THE City of Port Phillip is furious that Planning Minister Matthew Guy has announced plans to rezone Fishermans Bend ”out of the blue”, and has appealed to the government to allow it input into any major decisions.
Acting mayor Frank O’Connor said the council became aware of Mr Guy’s plan to expand the central city zone to Port Melbourne only through the media.
”We find it very surprising we weren’t given any forewarning – the City of Port Phillip … is far better placed to understand the key issues and the impacts on the community,” he said.
Councillor O’Connor said the council’s mayor, Rachel Powning, recently met Mr Guy and senior bureaucrats to brief them on the council’s own strategy for urban renewal in South Melbourne, the result of an exhaustive two-year consultation process with the community and local businesses.
The future of this plan is now uncertain.

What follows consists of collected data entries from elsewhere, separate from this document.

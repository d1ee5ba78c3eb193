//! Keyboard geometry: where every key sits inside a track panel.
//!
//! Stateless: a [`KeyboardLayout`] is computed from the panel rectangle and
//! the number of stacked tracks, and only answers geometry queries.

use super::constants::*;
use crate::model::{Rect, KEY_COUNT};

/// True for the sharps/flats. Key 0 is the low A of an 88-key piano.
pub fn is_black_key(pitch: u8) -> bool {
    matches!((pitch as i32 - 3).rem_euclid(12), 1 | 3 | 6 | 8 | 10)
}

/// Number of white keys strictly left of `pitch`.
fn whites_before(pitch: u8) -> usize {
    (0..pitch.min(KEY_COUNT as u8))
        .filter(|p| !is_black_key(*p))
        .count()
}

/// White key height for a frame of `frame_height` pixels shared by
/// `track_count` stacked keyboards. Many tracks shrink the keys down to a
/// floor instead of overflowing.
pub fn white_key_height(frame_height: f64, track_count: usize) -> f64 {
    let min = frame_height * MIN_KEY_HEIGHT_RATIO;
    let max = frame_height * MAX_KEY_HEIGHT_RATIO;
    ((frame_height - KEYBOARD_MARGIN) / (track_count as f64 + 2.0)).clamp(min, max)
}

/// Key geometry of one keyboard, sitting at the bottom of its panel.
#[derive(Debug, Clone, Copy, PartialEq)]
pub struct KeyboardLayout {
    /// Left edge of the keyboard.
    pub x: f64,
    /// Top edge of the keys.
    pub top: f64,
    /// Full keyboard width.
    pub width: f64,
    pub white_width: f64,
    pub white_height: f64,
    pub black_width: f64,
    pub black_height: f64,
    pub gap: f64,
}

impl KeyboardLayout {
    pub fn new(panel: Rect, track_count: usize, frame_height: f64) -> Self {
        let gap = KEY_GAP;
        let white_width = (panel.width / WHITE_KEY_COUNT as f64 - gap).max(1.0);
        let white_height = white_key_height(frame_height, track_count).min(panel.height);
        Self {
            x: panel.x,
            top: panel.bottom() - white_height,
            width: panel.width,
            white_width,
            white_height,
            black_width: white_width * BLACK_KEY_WIDTH_RATIO,
            black_height: white_height * BLACK_KEY_HEIGHT_RATIO,
            gap,
        }
    }

    /// Rectangle of key `pitch`. Black keys straddle the gap between their
    /// two white neighbours.
    pub fn key_rect(&self, pitch: u8) -> Rect {
        let boundary = self.x + whites_before(pitch) as f64 * (self.white_width + self.gap);
        if is_black_key(pitch) {
            Rect::new(
                boundary - self.gap / 2.0 - self.black_width / 2.0,
                self.top,
                self.black_width,
                self.black_height,
            )
        } else {
            Rect::new(boundary, self.top, self.white_width, self.white_height)
        }
    }

    /// The strip behind the keys.
    pub fn keybed(&self) -> Rect {
        Rect::new(self.x, self.top, self.width, self.white_height)
    }
}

”What we were very clear about was that we didn’t want to create another Docklands or Southbank because they lack that soul to make them good, liveable communities,” Mr O’Connor said.
”If it’s going to become a residential area we think it’s vitally important that it’s part of City of Port Phillip.”
Mr Guy will rezone 240 hectares of land at Fishermans Bend into four new CBD-style mini-suburbs in Port Melbourne and South Melbourne to accommodate 50,000 future residents, with government development agency Places Victoria to oversee the changes for the next 30 years.
The new suburbs of Wirraway, Sandridge, Montague and Lorimer would include high-rise apartment buildings, townhouses, offices, parks and art galleries, Mr Guy said.
Fishermans Bend will now fall inside the capital city zone and Mr Guy will rule on planning applications that are taller than four storeys, involving more than 60 dwellings or more than 10,000 square metres of floor space.
Elsewhere in the city the trigger for ministerial intervention is set much higher, at 25,000 square metres.
CBD residents have long complained that in the capital city zone they have no right of notification about neighbouring developments, no right of objection and no right of appeal over decisions taken by the minister on applications in excess of 25,000 square metres.
But the zoning at Fishermans Bend has been amended to give residents some rights, including notice and review rights for developments that might be of ”community concern”, including nightclubs, taverns, brothels and adult bookshops.
The rezoning also raises questions about the provision of schools, with the area already struggling to cope with demand for both primary and secondary schooling and an Education Department feasibility study under way.
■David Vorchheimer, Premier Ted Baillieu’s key planning adviser, will be replaced by Stuart Worne, the executive officer of the Planning Institute of Australia’s Victorian division. Mr Vorchheimer will return to the private sector.
This story Administrator ready to work first appeared on Nanjing Night Net.